Stop after the line that contains "Unit::Gram if quantity"; until then, restate each line of the entries word for word from the very first.

___ Materials provided

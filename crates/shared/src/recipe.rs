use serde::{Deserialize, Serialize};
use std::{
    iter::Sum,
    ops::{Add, AddAssign},
};
use strum::{AsRefStr, Display, EnumString, VariantArray};

#[derive(
    EnumString,
    Display,
    VariantArray,
    AsRefStr,
    Default,
    Clone,
    Copy,
    Debug,
    PartialEq,
    Eq,
    Hash,
    Serialize,
    Deserialize,
)]
pub enum Unit {
    #[default]
    Gram,
    Millilitre,
    Piece,
}

impl Unit {
    pub fn symbol(&self) -> &'static str {
        match self {
            Unit::Gram => "g",
            Unit::Millilitre => "ml",
            Unit::Piece => "pc",
        }
    }

    /// Nutrition values are given per 100 g/ml, or per piece.
    pub fn nutrition_factor(&self, quantity: f64) -> f64 {
        match self {
            Unit::Gram | Unit::Millilitre => quantity / 100.0,
            Unit::Piece => quantity,
        }
    }

    pub fn format(&self, quantity: f64) -> String {
        let quantity = round_decimals(quantity);

        match self {
            Unit::Gram if quantity >= 1000.0 => format!("{} kg", trim_decimals(quantity / 1000.0)),
            Unit::Gram => format!("{} g", trim_decimals(quantity)),
            Unit::Millilitre if quantity >= 1000.0 => {
                format!("{} L", trim_decimals(quantity / 1000.0))
            }
            Unit::Millilitre => format!("{} ml", trim_decimals(quantity)),
            Unit::Piece => trim_decimals(quantity),
        }
    }
}

fn round_decimals(value: f64) -> f64 {
    (value * 100.0).round() / 100.0
}

fn trim_decimals(value: f64) -> String {
    let rounded = round_decimals(value);
    if rounded.fract() == 0.0 {
        format!("{}", rounded as i64)
    } else {
        let text = format!("{rounded:.2}");
        text.trim_end_matches('0').to_owned()
    }
}

#[derive(
    EnumString,
    Display,
    VariantArray,
    AsRefStr,
    Default,
    Clone,
    Copy,
    Debug,
    PartialEq,
    Eq,
    PartialOrd,
    Ord,
    Hash,
    Serialize,
    Deserialize,
)]
pub enum IngredientCategory {
    /// Fresh fruits, vegetables and herbs
    FruitsAndVegetables,
    /// Red meat, poultry, ground meat
    Butcher,
    /// Fresh fish and seafood
    Seafood,
    /// Milk, butter, cream, yogurt, eggs
    DairyAndEggs,
    /// Bread and pastries
    Bakery,
    /// Canned goods, pasta, rice, sauces, oils, spices
    #[default]
    Grocery,
    Frozen,
    Beverages,
    Other,
}

#[derive(Default, Clone, Copy, Debug, PartialEq, Serialize, Deserialize)]
pub struct Nutrition {
    pub calories: f64,
    pub protein: f64,
    pub carbohydrates: f64,
    pub fat: f64,
}

impl Nutrition {
    pub fn scale(&self, factor: f64) -> Self {
        Self {
            calories: self.calories * factor,
            protein: self.protein * factor,
            carbohydrates: self.carbohydrates * factor,
            fat: self.fat * factor,
        }
    }

    pub fn is_valid(&self) -> bool {
        [self.calories, self.protein, self.carbohydrates, self.fat]
            .iter()
            .all(|v| v.is_finite() && *v >= 0.0)
    }
}

impl Add for Nutrition {
    type Output = Nutrition;

    fn add(self, rhs: Self) -> Self::Output {
        Self {
            calories: self.calories + rhs.calories,
            protein: self.protein + rhs.protein,
            carbohydrates: self.carbohydrates + rhs.carbohydrates,
            fat: self.fat + rhs.fat,
        }
    }
}

impl AddAssign for Nutrition {
    fn add_assign(&mut self, rhs: Self) {
        *self = *self + rhs;
    }
}

impl Sum for Nutrition {
    fn sum<I: Iterator<Item = Self>>(iter: I) -> Self {
        iter.fold(Nutrition::default(), |acc, n| acc + n)
    }
}
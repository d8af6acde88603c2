use sqlx_migrator::{Info, Migrator};

mod m0001;
pub mod table;

pub fn migrator() -> Result<Migrator<sqlx::Sqlite>, sqlx_migrator::Error> {
    let mut migrator = Migrator::<sqlx::Sqlite>::default();
    migrator.add_migrations(vec![Box::new(m0001::Migration)])?;

    Ok(migrator)
}
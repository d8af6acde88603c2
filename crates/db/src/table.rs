use sea_query::Iden;

#[derive(Iden, Clone)]
pub enum Folder {
    Table,
    Id,
    ParentId,
    Name,
    CreatedAt,
}

#[derive(Iden, Clone)]
pub enum Ingredient {
    Table,
    Id,
    Name,
    Unit,
    Category,
    Calories,
    Protein,
    Carbohydrates,
    Fat,
    CreatedAt,
}

#[derive(Iden, Clone)]
pub enum Recipe {
    Table,
    Id,
    FolderId,
    Name,
    Description,
    Servings,
    Instructions,
    SourceUrl,
    Calories,
    Protein,
    Carbohydrates,
    Fat,
    CreatedAt,
    UpdatedAt,
}

#[derive(Iden, Clone)]
pub enum RecipeIngredient {
    Table,
    RecipeId,
    Position,
    IngredientId,
    Quantity,
    Note,
}

#[derive(Iden, Clone)]
pub enum Plan {
    Table,
    Id,
    Kind,
    Name,
    StartDay,
    EndDay,
    SourcePlanId,
    CreatedAt,
}

#[derive(Iden, Clone)]
pub enum PlannedMeal {
    Table,
    Id,
    PlanId,
    RecipeId,
    Day,
    Slot,
    SlotRank,
    Portions,
}

#[derive(Iden, Clone)]
pub enum ShoppingListItem {
    Table,
    PlanId,
    IngredientId,
    Checked,
    Quantity,
}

______

▸ Result of the exercise
filename crates/shared/src/recipe.rs
use serde::{Deserialize, Serialize};
use std::{
    iter::Sum,
    ops::{Add, AddAssign},
};
use strum::{AsRefStr, Display, EnumString, VariantArray};

#[derive(
    EnumString,
    Display,
    VariantArray,
    AsRefStr,
    Default,
    Clone,
    Copy,
    Debug,
    PartialEq,
    Eq,
    Hash,
    Serialize,
    Deserialize,
)]
pub enum Unit {
    #[default]
    Gram,
    Millilitre,
    Piece,
}

impl Unit {
    pub fn symbol(&self) -> &'static str {
        match self {
            Unit::Gram => "g",
            Unit::Millilitre => "ml",
            Unit::Piece => "pc",
        }
    }

    /// Nutrition values are given per 100 g/ml, or per piece.
    pub fn nutrition_factor(&self, quantity: f64) -> f64 {
        match self {
            Unit::Gram | Unit::Millilitre => quantity / 100.0,
            Unit::Piece => quantity,
        }
    }

    pub fn format(&self, quantity: f64) -> String {
        let quantity = round_decimals(quantity);

        match self {
            Unit::Gram if quantity >= 1000.0 => format!("{} kg", trim_decimals(quantity / 1000.0)),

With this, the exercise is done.